UNITED STATES
SECURITIES AND EXCHANGE COMMISSION
Washington, D.C. 20549
FORM 8-K
CURRENT REPORT
Pursuant to Section 13 or 15(d) of the
Securities Exchange Act of 1934
Date of report (Date of earliest event reported):
December 18, 2007
BRITTON & KOONTZ CAPITAL CORPORATION
(Exact Name of Registrant as Specified in Charter)
Mississippi | 0-22606 | 64-0665423 |
(State or Other Jurisdiction | (Commission | (IRS Employer |
of Incorporation) | File Number) | Identification No.) |
500 Main Street, Natchez, Mississippi 39120
(Address of Principal Executive Offices) (Zip Code)
(601) 445-5576
Registrant’s telephone number, including area code
Check the appropriate box below if the Form 8-K filing is intended to simultaneously satisfy the filing obligation of the registrant under any of the following provisions:
[ ] | Written communications pursuant to Rule 425 under the Securities Act (17 CFR 230.425) |
[ ] | Soliciting material pursuant to Rule 14a-12 under the Exchange Act (17 CFR 240.14a-12) |
[ ] | Pre-commencement communications pursuant to Rule 14d-2(b) under the Exchange Act (17 CFR 240.14d-2(b)) |
[ ] | Pre-commencement communications pursuant to Rule 13e-4(c) under the Exchange Act (17 CFR 240.13e-4(c)) |
Item 5.02. | Departure of Directors or Certain Officers; Election of Directors; Appointment of Certain Officers; Compensatory Arrangements of Certain Officers. |
On December 18, 2007, W. Page Ogden, the President and Chief Executive Officer of Britton & Koontz Capital Corporation (the “Registrant”) and its wholly-owned subsidiary, Britton & Koontz Bank, N.A. (the “Bank”), entered into a Salary Continuation Agreement (the “Agreement”) with the Bank. The Agreement supersedes and restates a previous salary continuation agreement between the Bank and Mr. Ogden, for the purpose of, among other things, complying with Section 409A of the Internal Revenue Code of 1986, as amended.
The Agreement generally provides for a benefit payable at age 65 (or, if later, upon separation of service) in the form of 15 equal annual installment payments. The amount of the benefit is based upon Mr. Ogden’s age when his employment ceases. As of the date hereof, the annual benefit is $17,653, payable during the 15-year period following his 65th birthday. If Mr. Ogden dies while he is employed, his beneficiaries will be paid an annual benefit equal to $40,000 during the 15-year period following his date of death. If he dies after his installment payments have commenced, his beneficiaries will receive the remaining payments.

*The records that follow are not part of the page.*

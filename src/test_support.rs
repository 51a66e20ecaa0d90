use actix_web::{cookie::Cookie, dev::ServiceResponse};
use sqlx::{sqlite::SqlitePoolOptions, SqlitePool};

use crate::AppState;

/// Fresh, migrated in-memory database. One connection so every query sees
/// the same memory store.
pub async fn memory_pool() -> SqlitePool {
    let pool = SqlitePoolOptions::new()
        .max_connections(1)
        .idle_timeout(None)
        .max_lifetime(None)
        .connect("sqlite::memory:")
        .await
        .expect("in-memory sqlite");
    sqlx::migrate!().run(&pool).await.expect("migrations");
    pool
}

pub fn state(pool: SqlitePool) -> AppState {
    AppState {
        db_pool: pool,
        fonts_dir: "/nonexistent/fonts".into(),
        static_dir: "/nonexistent/static".into(),
    }
}

pub fn session_cookie<B>(resp: &ServiceResponse<B>) -> Cookie<'static> {
    resp.response()
        .cookies()
        .find(|c| c.name() == "id")
        .map(|c| c.into_owned())
        .expect("session cookie")
}

/// Builds the full app (session + identity middleware and all routes) around a pool.
macro_rules! test_app {
    ($pool:expr) => {
        actix_web::test::init_service(
            actix_web::App::new()
                .wrap(actix_identity::IdentityMiddleware::default())
                .wrap(
                    actix_session::SessionMiddleware::builder(
                        actix_session::storage::CookieSessionStore::default(),
                        actix_web::cookie::Key::from(&[7u8; 64][..]),
                    )
                    .cookie_secure(false)
                    .build(),
                )
                .app_data(actix_web::web::Data::new($crate::test_support::state($pool)))
                .configure($crate::routes::configure),
        )
        .await
    };
}

/// Registers the bootstrap owner account and returns its session cookie.
macro_rules! owner_session {
    ($app:expr) => {{
        let req = actix_web::test::TestRequest::post()
            .uri("/api/auth/registro")
            .set_json(serde_json::json!({
                "email": "owner@example.com",
                "nombre": "Owner",
                "password": "owner-pass-123!",
                "password2": "owner-pass-123!"
            }))
            .to_request();
        let resp = actix_web::test::call_service(&$app, req).await;
        assert_eq!(resp.status(), actix_web::http::StatusCode::CREATED);
        $crate::test_support::session_cookie(&resp)
    }};
}

pub(crate) use owner_session;
pub(crate) use test_app;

Upon the occurrence of a change in control, Mr. Ogden will fully vest in the maximum annual benefit, $40,000, which is payable in 15 annual installments as of the later of his age 65 or separation from service. Mr. Ogden must forfeit any portion of the benefit that constitutes an “excess parachute payment” under Code Section 280G. The term “change in control” means that a person or group has acquired 50% or more of the total fair market value or voting power of the common stock of the Registrant or the Bank, as determined by the Registrant’s board of directors.
Mr. Ogden’s benefits are subject to forfeiture if he is terminated for cause The Agreement also contains a non-competition covenant during the three-year period after his employment ceases for any reason. If he breaches this covenant, the Bank may cease all further payments.
SIGNATURES
Pursuant to the requirements of the Securities Exchange Act of 1934, the registrant has duly caused this report to be signed on its behalf by the undersigned hereunto duly authorized.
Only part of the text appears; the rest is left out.